There are at least two victims in every abortion: baby and mother. Abortion also brings devastation to the father and other family members. The effects of post-abortion syndrome can plague people for their entire lives.

Is there a correlation between abortion and substance abuse?

According to afterabortion.org, a 2005 report by the British Journal of Health Psychology shows that women with a history of induced abortion are three times more likely to use illegal drugs during a subsequent pregnancy. The study supports a growing body of evidence which suggests that later pregnancies may arouse unresolved grief over prior abortions which women seek to suppress by increased reliance on drugs and alcohol. Researchers from Bowling State University, the University of Texas, and the Elliot Institute arrived at the conclusion using data provided by the U.S. Department of Health and Human Services and the National Institute on Drug Abuse.

At least 21 previous studies have also found that women with a history of abortion are subsequently at increased risk for drug and alcohol abuse.

“Medical professionals should be aware of these issues so they can more easily identify which pregnant women are at greater risk of substance abuse,” states Dr. David Reardon of the Elliott Institute. “Referral to post-abortion counseling and substance abuse programs may not only help protect the unborn child from exposure to dangerous substances, it may also help the mother to resolve issues related to the traumas of past abortions.”

Is there a correlation between abortion and sleep disorders?
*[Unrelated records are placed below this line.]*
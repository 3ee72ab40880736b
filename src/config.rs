use std::path::{Path, PathBuf};
use std::time::Duration;

use crate::error::ConfigError;

/// Largest deck the engine accepts.
pub const MAX_DECK_SIZE: usize = 1 << 20;

/// Top-level application configuration, loadable from TOML.
#[derive(Debug, Clone, Default, serde::Serialize, serde::Deserialize)]
#[serde(default)]
pub struct AppConfig {
    pub players: PlayersConfig,
    pub table: TableConfig,
    pub timing: TimingConfig,
    pub ui: UiConfig,
}

/// Who sits at the table. Human players take the lowest ids.
#[derive(Debug, Clone, serde::Serialize, serde::Deserialize)]
#[serde(default)]
pub struct PlayersConfig {
    pub human: usize,
    pub computer: usize,
    /// Display names by player id; missing entries fall back to "Player N".
    pub names: Vec<String>,
}

impl Default for PlayersConfig {
    fn default() -> Self {
        PlayersConfig {
            human: 2,
            computer: 2,
            names: Vec::new(),
        }
    }
}

/// Table grid and deck shape.
#[derive(Debug, Clone, serde::Serialize, serde::Deserialize)]
#[serde(default)]
pub struct TableConfig {
    pub rows: usize,
    pub columns: usize,
    pub feature_count: u32,
    pub feature_size: usize,
}

impl Default for TableConfig {
    fn default() -> Self {
        TableConfig {
            rows: 3,
            columns: 4,
            feature_count: 4,
            feature_size: 3,
        }
    }
}

#[derive(Debug, Clone, serde::Serialize, serde::Deserialize)]
#[serde(default)]
pub struct TimingConfig {
    pub turn_timeout_millis: u64,
    /// The countdown turns urgent once fewer than this many millis remain.
    pub turn_timeout_warning_millis: u64,
    pub point_freeze_millis: u64,
    pub penalty_freeze_millis: u64,
    /// Simulated latency of each card placement and removal. Token moves
    /// are not delayed.
    pub table_delay_millis: u64,
    /// How long the winners stay on screen before the app exits.
    pub end_game_pause_millis: u64,
    /// Pause between automated key presses of computer players.
    pub computer_delay_millis: u64,
}

impl Default for TimingConfig {
    fn default() -> Self {
        TimingConfig {
            turn_timeout_millis: 60_000,
            turn_timeout_warning_millis: 5_000,
            point_freeze_millis: 1_000,
            penalty_freeze_millis: 3_000,
            table_delay_millis: 0,
            end_game_pause_millis: 5_000,
            computer_delay_millis: 0,
        }
    }
}

impl TimingConfig {
    pub fn turn_timeout(&self) -> Duration {
        Duration::from_millis(self.turn_timeout_millis)
    }

    pub fn turn_timeout_warning(&self) -> Duration {
        Duration::from_millis(self.turn_timeout_warning_millis)
    }

    pub fn point_freeze(&self) -> Duration {
        Duration::from_millis(self.point_freeze_millis)
    }

    pub fn penalty_freeze(&self) -> Duration {
        Duration::from_millis(self.penalty_freeze_millis)
    }

    pub fn table_delay(&self) -> Duration {
        Duration::from_millis(self.table_delay_millis)
    }

    pub fn end_game_pause(&self) -> Duration {
        Duration::from_millis(self.end_game_pause_millis)
    }
}

#[derive(Debug, Clone, serde::Serialize, serde::Deserialize)]
#[serde(default)]
pub struct UiConfig {
    /// Log every legal set on the table after each deal.
    pub hints: bool,
    pub log_level: String,
    /// Log destination while the terminal UI owns the screen.
    pub log_file: PathBuf,
    /// One string per human player; character `i` presses slot `i`.
    pub player_keys: Vec<String>,
}

impl Default for UiConfig {
    fn default() -> Self {
        UiConfig {
            hints: false,
            log_level: "info".into(),
            log_file: PathBuf::from("set_game.log"),
            player_keys: vec!["qwerasdfzxcv".into(), "uiopjkl;m,./".into()],
        }
    }
}

impl AppConfig {
    /// Load configuration from a TOML file.
    pub fn load(path: &Path) -> Result<Self, ConfigError> {
        let content = std::fs::read_to_string(path).map_err(|e| ConfigError::FileRead {
            path: path.to_path_buf(),
            source: e,
        })?;
        let config: AppConfig = toml::from_str(&content)?;
        config.validate()?;
        Ok(config)
    }

    /// Load configuration from a TOML file, falling back to defaults if the file
    /// does not exist.
    pub fn load_or_default(path: &Path) -> Result<Self, ConfigError> {
        if path.exists() {
            Self::load(path)
        } else {
            eprintln!("Warning: config file '{}' not found, using defaults", path.display());
            Ok(Self::default())
        }
    }

    pub fn table_size(&self) -> usize {
        self.table.rows.saturating_mul(self.table.columns)
    }

    /// `feature_size ^ feature_count`, saturating on overflow.
    pub fn deck_size(&self) -> usize {
        self.table
            .feature_size
            .checked_pow(self.table.feature_count)
            .unwrap_or(usize::MAX)
    }

    pub fn player_count(&self) -> usize {
        self.players.human + self.players.computer
    }

    pub fn player_name(&self, player: usize) -> String {
        self.players
            .names
            .get(player)
            .cloned()
            .unwrap_or_else(|| format!("Player {}", player + 1))
    }

    /// Validate configuration values.
    pub fn validate(&self) -> Result<(), ConfigError> {
        if self.player_count() == 0 {
            return Err(ConfigError::Validation(
                "players.human + players.computer must be > 0".into(),
            ));
        }
        if self.table.rows == 0 {
            return Err(ConfigError::Validation("table.rows must be > 0".into()));
        }
        if self.table.columns == 0 {
            return Err(ConfigError::Validation("table.columns must be > 0".into()));
        }
        if self.table.feature_count == 0 {
            return Err(ConfigError::Validation(
                "table.feature_count must be > 0".into(),
            ));
        }
        if self.table.feature_size < 3 {
            return Err(ConfigError::Validation(
                "table.feature_size must be >= 3".into(),
            ));
        }
        if self.deck_size() > MAX_DECK_SIZE {
            return Err(ConfigError::Validation(format!(
                "table deck size must be <= {MAX_DECK_SIZE}"
            )));
        }
        if self.timing.turn_timeout_millis == 0 {
            return Err(ConfigError::Validation(
                "timing.turn_timeout_millis must be > 0".into(),
            ));
        }
        if self.timing.turn_timeout_warning_millis > self.timing.turn_timeout_millis {
            return Err(ConfigError::Validation(
                "timing.turn_timeout_warning_millis must be <= timing.turn_timeout_millis".into(),
            ));
        }

        // Key bindings for human players
        if self.ui.player_keys.len() < self.players.human {
            return Err(ConfigError::Validation(
                "ui.player_keys must have one entry per human player".into(),
            ));
        }
        let table_size = self.table_size();
        let mut seen = std::collections::HashSet::new();
        for (player, keys) in self.ui.player_keys.iter().take(self.players.human).enumerate() {
            if keys.chars().count() != table_size {
                return Err(ConfigError::Validation(format!(
                    "ui.player_keys[{player}] must have exactly {table_size} keys"
                )));
            }
            if let Some(key) = keys
                .chars()
                .map(|key| key.to_ascii_lowercase())
                .find(|key| !seen.insert(*key))
            {
                return Err(ConfigError::Validation(format!(
                    "ui.player_keys[{player}] reuses key '{key}'"
                )));
            }
        }

        Ok(())
    }

    /// Generate a TOML string with all default values (useful for creating
    /// example config files).
    pub fn default_toml() -> String {
        toml::to_string_pretty(&AppConfig::default()).unwrap_or_default()
    }
}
According to a new study published in Sleep, the official journal for the Associated Professional Sleep Societies, women who have had abortions are more likely to be treated for sleep disorders or disturbances compared to women who gave birth. The findings were based on the examination of medical records for over 50,000 women in California who gave birth or underwent an abortion. The difference was greatest in the first 180 days following an abortion or live birth, when aborting women were twice as likely to seek treatment for sleep disorders.
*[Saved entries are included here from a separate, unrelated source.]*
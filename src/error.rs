use std::path::PathBuf;

/// Returned by a queue operation attempted after the queue was closed.
#[derive(Debug, Clone, Copy, PartialEq, Eq, thiserror::Error)]
#[error("queue closed")]
pub struct QueueClosed;

/// Errors that can occur while starting or joining a game.
#[derive(Debug, thiserror::Error)]
pub enum GameError {
    #[error("failed to spawn thread {name}: {source}")]
    Spawn {
        name: String,
        source: std::io::Error,
    },

    #[error("thread {0} panicked")]
    Panicked(String),

    #[error("player {player} out of range (players: {players})")]
    UnknownPlayer { player: usize, players: usize },

    #[error("configuration error: {0}")]
    Config(#[from] ConfigError),
}

/// Errors that can occur when loading configuration.
#[derive(Debug, thiserror::Error)]
pub enum ConfigError {
    #[error("failed to read config file {path}: {source}")]
    FileRead {
        path: PathBuf,
        source: std::io::Error,
    },

    #[error("failed to parse TOML: {0}")]
    TomlParse(#[from] toml::de::Error),

    #[error("config validation error: {0}")]
    Validation(String),
}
How does abortion on demand affect the mental health of women?

That’s the question a group of researchers set out to answer in a landmark study entitled “State-Funded Abortions Versus Deliveries: A Comparison of Outpatient Mental Health Claims Over Four Years” published in the fall of 2002 by the American Journal of Orthopsychiatry.

The results? Women who have abortions are 17% more likely to suffer mental health problems as compared to women who carry their pregnancies to term.

Here is a snapshot look at specific results:

  • Within the first 90 days after the pregnancy the abortion group had 63% more mental health claims than the birth group.
  • In subsequent time periods the abortion group consistently had a higher percentage of mental health claims than the birth group: 42% (180 days), 30% (one year), and 16% (two years).
  • Women in the abortion group had significantly higher rates of treatment for bipolar disorder, neurotic depression, and schizophrenic disorder.
  • Women in the abortion group had higher rates of treatment for anxiety, drug and alcohol abuse.

Unfortunately most women who consider abortion are never told about the mental trauma that abortion can cause. If you know someone considering abortion, please take the time to share the findings of this recent study with her.

Whatever happened to Jane Roe?

Norma McCorvey, better known by the name “Jane Roe” as the plaintiff in the landmark Supreme Court decision Roe vs. Wade, spent most of her adult life identified for her role in ushering in abortion on demand. Now she is unashamedly pro-life and is appealing to the court to reverse the infamous decision.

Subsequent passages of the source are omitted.